Now, we also create partnerships with artists and with music halls or with, for example, Formula One. With Max Verstappen, of course, we have tried to build up a partnership that makes our brand more interesting. Those are the things we have been doing over the last couple of years.

We have to develop it, we have to keep developing it, but that’s never going to end. I think physical casinos, the land-based casinos, they will always be there. We have things in land-based that online will never match and that’s the social aspects. Being together with people, having fun gambling, that’s what you find in physical casinos.

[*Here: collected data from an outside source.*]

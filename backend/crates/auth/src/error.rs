//! Auth Error Types
//!
//! Failures of the auth domain, each mapped onto one
//! [`kernel::error::kind::ErrorKind`] so the HTTP boundary stays uniform.
//!
//! `UnknownUser` and `InvalidCredential` are separate variants so logs
//! can tell them apart, but they share one Display message: a login
//! failure must not reveal whether the user name exists.

use axum::http::StatusCode;
use axum::response::{IntoResponse, Response};
use kernel::error::{app_error::AppError, kind::ErrorKind};
use thiserror::Error;

/// Auth-specific result type alias
pub type AuthResult<T> = Result<T, AuthError>;

/// Auth-specific error variants
#[derive(Debug, Error)]
pub enum AuthError {
    /// No account for the supplied user name
    #[error("Invalid username or password")]
    UnknownUser,

    /// Password verification failed for an existing account
    #[error("Invalid username or password")]
    InvalidCredential,

    /// User name already exists
    #[error("Username is already taken")]
    UserNameTaken,

    /// User name failed validation
    #[error("{0}")]
    InvalidUserName(String),

    /// Password failed policy validation
    #[error("{0}")]
    PasswordValidation(String),

    /// Session token malformed, forged, or referencing a dead session
    #[error("Session not found or expired")]
    SessionInvalid,

    /// Session payload could not be encoded or decoded
    #[error("Session payload error: {0}")]
    Serialization(#[from] serde_json::Error),

    /// Database error
    #[error("Database error: {0}")]
    Database(#[from] sqlx::Error),

    /// Internal error
    #[error("Internal error: {0}")]
    Internal(String),
}

impl AuthError {
    /// Classify the failure; the status code follows from this
    pub fn kind(&self) -> ErrorKind {
        match self {
            AuthError::UnknownUser
            | AuthError::InvalidCredential
            | AuthError::SessionInvalid => ErrorKind::Unauthorized,
            AuthError::UserNameTaken => ErrorKind::Conflict,
            AuthError::InvalidUserName(_) | AuthError::PasswordValidation(_) => {
                ErrorKind::BadRequest
            }
            AuthError::Serialization(_) | AuthError::Database(_) | AuthError::Internal(_) => {
                ErrorKind::InternalServerError
            }
        }
    }

    /// Status code derived from [`Self::kind`], so the two can never drift
    pub fn status_code(&self) -> StatusCode {
        StatusCode::from_u16(self.kind().status_code()).unwrap_or(StatusCode::INTERNAL_SERVER_ERROR)
    }

    /// Lift into the kernel error for response rendering
    ///
    /// Server faults collapse to the generic message; the detail goes
    /// to the logs, never to the page.
    pub fn to_app_error(&self) -> AppError {
        if self.kind().is_server_error() {
            return AppError::unhandled();
        }
        AppError::new(self.kind(), self.to_string())
    }

    /// Server faults log at error, enumeration probes at warn,
    /// user mistakes at debug
    fn log(&self) {
        match self {
            AuthError::Database(e) => {
                tracing::error!(error = %e, "Auth query failed");
            }
            AuthError::Serialization(e) => {
                tracing::error!(error = %e, "Session payload error");
            }
            AuthError::Internal(msg) => {
                tracing::error!(message = %msg, "Auth internal error");
            }
            AuthError::UnknownUser => {
                tracing::warn!("Login attempt for unknown user");
            }
            AuthError::InvalidCredential => {
                tracing::warn!("Invalid login attempt");
            }
            _ => {
                tracing::debug!(error = %self, "Auth error");
            }
        }
    }
}

impl IntoResponse for AuthError {
    fn into_response(self) -> Response {
        self.log();
        self.to_app_error().into_response()
    }
}

impl From<AppError> for AuthError {
    fn from(err: AppError) -> Self {
        AuthError::Internal(err.to_string())
    }
}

In the future, 50 to 100 years from now, do you see casinos as always being a central part of city culture?

We are actually moving out of the cities a little bit because of accessibility. Accessibility is really an issue. People come not by bus or train, they come by car. Parking accessibility is a really big topic. The last new venues we opened in Utrecht and in Venlo, they’re both near the highway. We are very accessible there and so are moving out of the city a little bit. On the other hand, if you have the possibility to find a place in a larger leisure centre or complex, that would be nice as well; but we are generally moving out of the city centres.

Are there any new areas or properties you’re looking at? Or, as you mentioned, is the focus more on staffing and returning to peak performance?

Yes, that is the focus but we also try to create a long-term vision of what we want to do with our properties. We have properties that we just built, and they’re obviously in a perfect location. But we also have properties that have existed for 30-40 years, and they’re not always in the best location. So we try to have a philosophy on where we would like to end up in 10-20 years from now.